All that should be output is the block of lines below from the line with "在 a1_policy 上挂一个固定应答的响应者" to the line with "let repo = Arc::new(MemoryAgentRepository::new());", both included, exactly as written.

_Data listing:_
:::

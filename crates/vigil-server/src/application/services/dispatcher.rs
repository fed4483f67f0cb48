//! 策略派发协议（master 侧）
//!
//! 单发、至多一次的推送：校验 → 在线门控 → 定址请求/应答 → 解读确认。
//! 任何一步失败都终止本次调用，核心内不做自动重试；
//! 对同一 Agent 的并发派发不做排序。

use std::sync::Arc;
use std::time::Duration;
use tracing::{info, warn};
use vigil_core::agent::AgentStatus;
use vigil_core::check::CheckRegistry;
use vigil_core::constants::{dispatch_timeout, policy_subject_for};
use vigil_core::error::{CoreError, Result};
use vigil_core::policy::{Policy, PolicyReply};
use vigil_core::transport::MessageBus;

use super::registry::AgentRegistry;

pub struct PolicyDispatcher {
    registry: Arc<AgentRegistry>,
    checks: Arc<CheckRegistry>,
    bus: Arc<dyn MessageBus>,
    timeout: Duration,
}

impl PolicyDispatcher {
    pub fn new(
        registry: Arc<AgentRegistry>,
        checks: Arc<CheckRegistry>,
        bus: Arc<dyn MessageBus>,
    ) -> Self {
        Self::with_timeout(registry, checks, bus, dispatch_timeout())
    }

    pub fn with_timeout(
        registry: Arc<AgentRegistry>,
        checks: Arc<CheckRegistry>,
        bus: Arc<dyn MessageBus>,
        timeout: Duration,
    ) -> Self {
        Self {
            registry,
            checks,
            bus,
            timeout,
        }
    }

    /// 将一条策略推送给目标 Agent 并等待确认。
    pub async fn dispatch(&self, policy: &Policy) -> Result<()> {
        let uid = policy.agent_uid.as_str();
        if uid.is_empty() {
            return Err(CoreError::validation("UID can't be empty"));
        }

        // 在触达总线之前完成全部本地校验（接收侧会再校验一次）
        self.checks.validate(policy)?;

        let agent = self.registry.get(uid).await.map_err(|e| match e {
            CoreError::NotFound { .. } => CoreError::unknown_agent(uid),
            other => other,
        })?;

        // 不向推定不可达的 Agent 派发策略
        if self.registry.status(&agent) == AgentStatus::Offline {
            warn!(agent_uid = uid, "Refusing to dispatch to offline agent");
            return Err(CoreError::agent_offline(uid));
        }

        let subject = policy_subject_for(uid);
        let payload = serde_json::to_vec(policy)?;

        let reply_bytes = self
            .bus
            .request(&subject, payload.into(), self.timeout)
            .await
            .map_err(|e| CoreError::DispatchTimeout {
                subject: subject.clone(),
                message: e.to_string(),
            })?;

        let reply: PolicyReply = serde_json::from_slice(&reply_bytes)
            .map_err(|e| CoreError::policy_rejected(format!("unreadable reply: {e}")))?;
        if !reply.is_ack() {
            return Err(CoreError::policy_rejected(reply.error_message()));
        }

        info!(
            agent_uid = uid,
            alias = policy.alias().unwrap_or_default(),
            policy_type = %policy.policy_type,
            "Policy dispatched and acknowledged"
        );
        Ok(())
    }
}

#[cfg(test)]
mod tests {
    use super::*;
    use crate::application::ports::AgentRepository;
    use crate::infrastructure::persistence::memory::MemoryAgentRepository;
    use bytes::Bytes;
    use chrono::Utc;
    use futures::StreamExt;
    use vigil_core::transport::MemoryBus;

    fn tcp_policy(uid: &str) -> Policy {
        Policy::new("tcp", uid)
            .with_parameter("alias", "x")
            .with_parameter("port", "8080")
            .with_parameter("frequency", "1s")
    }

    struct Fixture {
        registry: Arc<AgentRegistry>,
        bus: Arc<MemoryBus>,
        dispatcher: PolicyDispatcher,
    }

    fn fixture() -> Fixture {
        fixture_with_timeout(Duration::from_secs(5))
    }

    fn fixture_with_timeout(timeout: Duration) -> Fixture {
        let registry = Arc::new(AgentRegistry::new(Arc::new(MemoryAgentRepository::new())));
        let bus = Arc::new(MemoryBus::new());
        let dispatcher = PolicyDispatcher::with_timeout(
            registry.clone(),
            Arc::new(CheckRegistry::with_builtin()),
            bus.clone(),
            timeout,
        );
        Fixture {
            registry,
            bus,
            dispatcher,
        }
    }

    /// 在 a1_policy 上挂一个固定应答的响应者
    async fn spawn_responder(bus: Arc<MemoryBus>, reply: PolicyReply) {
        let mut stream = bus.subscribe("a1_policy").await.unwrap();
        tokio::spawn(async move {
            while let Some(msg) = stream.next().await {
                if let Some(reply_to) = msg.reply {
                    let payload = serde_json::to_vec(&reply).unwrap();
                    let _ = bus.publish(&reply_to, payload.into()).await;
                }
            }
        });
    }

    #[tokio::test]
    async fn test_empty_uid_rejected() {
        let f = fixture();
        let err = f.dispatcher.dispatch(&tcp_policy("")).await.unwrap_err();
        assert!(matches!(err, CoreError::Validation { .. }));
    }

    #[tokio::test]
    async fn test_invalid_policy_rejected_before_bus() {
        let f = fixture();
        f.registry.register("a1", "host1").await.unwrap();
        let mut stream = f.bus.subscribe("a1_policy").await.unwrap();

        let mut policy = tcp_policy("a1");
        policy.parameters.remove("frequency");
        let err = f.dispatcher.dispatch(&policy).await.unwrap_err();
        assert!(matches!(err, CoreError::Validation { .. }));

        // 校验失败不得触达总线
        let probe = tokio::time::timeout(Duration::from_millis(50), stream.next()).await;
        assert!(probe.is_err());
    }

    #[tokio::test]
    async fn test_unsupported_type_rejected_before_bus() {
        let f = fixture();
        f.registry.register("a1", "host1").await.unwrap();
        let policy = Policy::new("icmp", "a1").with_parameter("alias", "x");
        let err = f.dispatcher.dispatch(&policy).await.unwrap_err();
        assert!(matches!(err, CoreError::UnsupportedPolicyType { .. }));
    }

    #[tokio::test]
    async fn test_unknown_agent() {
        let f = fixture();
        let mut stream = f.bus.subscribe("a1_policy").await.unwrap();

        let err = f.dispatcher.dispatch(&tcp_policy("a1")).await.unwrap_err();
        assert!(matches!(err, CoreError::UnknownAgent { .. }));

        let probe = tokio::time::timeout(Duration::from_millis(50), stream.next()).await;
        assert!(probe.is_err());
    }

    #[tokio::test]
    async fn test_offline_agent() {
        let f = fixture();
        let repo = Arc::new(MemoryAgentRepository::new());
        let registry = Arc::new(AgentRegistry::new(repo.clone()));
        let dispatcher = PolicyDispatcher::new(
            registry.clone(),
            Arc::new(CheckRegistry::with_builtin()),
            f.bus.clone(),
        );

        let mut agent = registry.register("a1", "host1").await.unwrap();
        agent.updated_at = Utc::now() - chrono::Duration::seconds(30);
        repo.upsert(agent).await.unwrap();

        let mut stream = f.bus.subscribe("a1_policy").await.unwrap();
        let err = dispatcher.dispatch(&tcp_policy("a1")).await.unwrap_err();
        assert!(matches!(err, CoreError::AgentOffline { .. }));

        let probe = tokio::time::timeout(Duration::from_millis(50), stream.next()).await;
        assert!(probe.is_err());
    }

    #[tokio::test]
    async fn test_no_responder_is_dispatch_timeout() {
        let f = fixture();
        f.registry.register("a1", "host1").await.unwrap();
        let err = f.dispatcher.dispatch(&tcp_policy("a1")).await.unwrap_err();
        assert!(matches!(err, CoreError::DispatchTimeout { .. }));
    }

    #[tokio::test]
    async fn test_silent_responder_is_dispatch_timeout() {
        let f = fixture_with_timeout(Duration::from_millis(100));
        f.registry.register("a1", "host1").await.unwrap();
        // 订阅但从不应答
        let _stream = f.bus.subscribe("a1_policy").await.unwrap();

        let err = f.dispatcher.dispatch(&tcp_policy("a1")).await.unwrap_err();
        assert!(matches!(err, CoreError::DispatchTimeout { .. }));
    }

    #[tokio::test]
    async fn test_rejection_reply_surfaces_remote_message() {
        let f = fixture();
        f.registry.register("a1", "host1").await.unwrap();
        spawn_responder(
            f.bus.clone(),
            PolicyReply::rejected("\"port\" key missing in tcp policy"),
        )
        .await;

        let err = f.dispatcher.dispatch(&tcp_policy("a1")).await.unwrap_err();
        match err {
            CoreError::PolicyRejected { message } => {
                assert!(message.contains("\"port\" key missing"));
            }
            other => panic!("expected PolicyRejected, got {other:?}"),
        }
    }

    #[tokio::test]
    async fn test_non_canonical_ack_is_rejection() {
        let f = fixture();
        f.registry.register("a1", "host1").await.unwrap();
        spawn_responder(
            f.bus.clone(),
            PolicyReply {
                status: "installed".to_string(),
                error: None,
            },
        )
        .await;

        let err = f.dispatcher.dispatch(&tcp_policy("a1")).await.unwrap_err();
        assert!(matches!(err, CoreError::PolicyRejected { .. }));
    }

    #[tokio::test]
    async fn test_canonical_ack_succeeds() {
        let f = fixture();
        f.registry.register("a1", "host1").await.unwrap();
        spawn_responder(f.bus.clone(), PolicyReply::ack()).await;

        f.dispatcher.dispatch(&tcp_policy("a1")).await.unwrap();
    }

    #[tokio::test]
    async fn test_garbled_reply_is_rejection() {
        let f = fixture();
        f.registry.register("a1", "host1").await.unwrap();

        let bus = f.bus.clone();
        let mut stream = bus.subscribe("a1_policy").await.unwrap();
        tokio::spawn(async move {
            let msg = stream.next().await.unwrap();
            let _ = bus
                .publish(&msg.reply.unwrap(), Bytes::from_static(b"not json"))
                .await;
        });

        let err = f.dispatcher.dispatch(&tcp_policy("a1")).await.unwrap_err();
        assert!(matches!(err, CoreError::PolicyRejected { .. }));
    }
}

:::

_Response to the task:_
    /// 在 a1_policy 上挂一个固定应答的响应者
    async fn spawn_responder(bus: Arc<MemoryBus>, reply: PolicyReply) {
        let mut stream = bus.subscribe("a1_policy").await.unwrap();
        tokio::spawn(async move {
            while let Some(msg) = stream.next().await {
                if let Some(reply_to) = msg.reply {
                    let payload = serde_json::to_vec(&reply).unwrap();
                    let _ = bus.publish(&reply_to, payload.into()).await;
                }
            }
        });
    }

    #[tokio::test]
    async fn test_empty_uid_rejected() {
        let f = fixture();
        let err = f.dispatcher.dispatch(&tcp_policy("")).await.unwrap_err();
        assert!(matches!(err, CoreError::Validation { .. }));
    }

    #[tokio::test]
    async fn test_invalid_policy_rejected_before_bus() {
        let f = fixture();
        f.registry.register("a1", "host1").await.unwrap();
        let mut stream = f.bus.subscribe("a1_policy").await.unwrap();

        let mut policy = tcp_policy("a1");
        policy.parameters.remove("frequency");
        let err = f.dispatcher.dispatch(&policy).await.unwrap_err();
        assert!(matches!(err, CoreError::Validation { .. }));

        // 校验失败不得触达总线
        let probe = tokio::time::timeout(Duration::from_millis(50), stream.next()).await;
        assert!(probe.is_err());
    }

    #[tokio::test]
    async fn test_unsupported_type_rejected_before_bus() {
        let f = fixture();
        f.registry.register("a1", "host1").await.unwrap();
        let policy = Policy::new("icmp", "a1").with_parameter("alias", "x");
        let err = f.dispatcher.dispatch(&policy).await.unwrap_err();
        assert!(matches!(err, CoreError::UnsupportedPolicyType { .. }));
    }

    #[tokio::test]
    async fn test_unknown_agent() {
        let f = fixture();
        let mut stream = f.bus.subscribe("a1_policy").await.unwrap();

        let err = f.dispatcher.dispatch(&tcp_policy("a1")).await.unwrap_err();
        assert!(matches!(err, CoreError::UnknownAgent { .. }));

        let probe = tokio::time::timeout(Duration::from_millis(50), stream.next()).await;
        assert!(probe.is_err());
    }

    #[tokio::test]
    async fn test_offline_agent() {
        let f = fixture();
        let repo = Arc::new(MemoryAgentRepository::new());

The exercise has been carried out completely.